Now yet another group of Americans feels afraid, alienated, unwelcome. This is the last thing society needs at a moment in which we maximum solidarity and trust are paramount. But that’s not all, because guess who has been carefully watching for signs of racism toward Asians — and using it to distract from their own policy failures?
That’s right, the government in Beijing. The same people who have profiled, separated, and imprisoned millions of their own citizens in Xinjiang for the crime of belonging to a Muslim minority are not embarrassed to tweet, “Racism is Not a Tool to Cover Your Own Incompetence.”
As Rosenberger told me, “China has long used charges of xenophobia to deflect legitimate criticism. This plays right into the Chinese Communist Party’s hands.”
Right now, Beijing is riding high. It is sending assistance to Italy, after Rome’s fellow E.U. capitals ignored requests for help; it is advising its students to return home from danger zones like the U.K. and the U.S., and it is reporting zero new cases of the virus to a grateful public. That means it can present itself to the world, with some justification, as the global leader in fighting the coronavirus, with a successful model that foolish Americans declined to follow.
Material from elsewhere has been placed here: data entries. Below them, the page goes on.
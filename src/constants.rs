use std::ops::RangeInclusive;

/// Samples per hand-off block
pub const BLOCK_SIZE: usize = 2048;
/// Blocks buffered between the capture callback and the render loop
pub const QUEUE_CAPACITY: usize = 10;
/// Used when the device cannot report its default rate
pub const FALLBACK_SAMPLE_RATE: u32 = 44_100;
/// How long the render loop waits for a block before idling
pub const DEQUEUE_TIMEOUT_MS: u64 = 20;
pub const IDLE_PAUSE_MS: u64 = 10;

pub const GAIN_RANGE: RangeInclusive<f32> = 0.5..=50.0;
pub const SMOOTHING_RANGE: RangeInclusive<f32> = 0.0..=0.99;
pub const DEFAULT_GAIN: f32 = 1.0;
pub const DEFAULT_SMOOTHING: f32 = 0.8;
/// Slider increments per key press
pub const GAIN_STEP: f32 = 0.5;
pub const SMOOTHING_STEP: f32 = 0.01;

pub const SETTINGS_FILE: &str = "crt_audio_oscilloscope_config.json";
pub const LOG_FILE: &str = "micscope.log";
The celebration in Beijing may be premature. We don’t know if the data is accurate, and there’s very likely to be more cases. Someday we will learn of the numbers that have been suppressed, the deaths in prisons and Uighur concentration camps. With some of the intrepid journalists who traversed China to tell those stories now forced to leave, this process will take longer.
In the meantime, the U.S. is turning away from China altogether. An American president could announce that the U.S. would share all of its research and clinical data on the virus with others, or pool resources toward treatments and vaccines, and urge Beijing to do the same. An American president could discuss which of China’s anti-coronavirus measures the U.S. had adopted and which — like threatening local officials with punishment if they reported new cases — it found counterproductive.
And an American president could propose that China’s leaders be invited to join meetings (via webinar, just like the rest of us) with the Group of Seven industrial democracies (U.S., Japan, U.K., France, Germany, Italy, Canada, plus the E.U.) or the G20 global economies to plan measures that would help restore shared economic growth.
This would be a style of leadership — accepting China as an equal partner, while not staying silent when its shortcomings put others in danger — that might help begin to repair Washington’s damaged credibility. It would certainly save lives and help get the global economy back on its feet sooner rather than later. And it would express the understanding that, since no major society succeeded in walling itself off from the virus, we’re just going to have to fight it together.
Instead, though, we’re likely to see Washington ratchet up the rhetoric further at home. President Trump seems to believe his political survival depends on Americans believing this crisis was made abroad. And that’s not a path toward health — physical, economic, or social.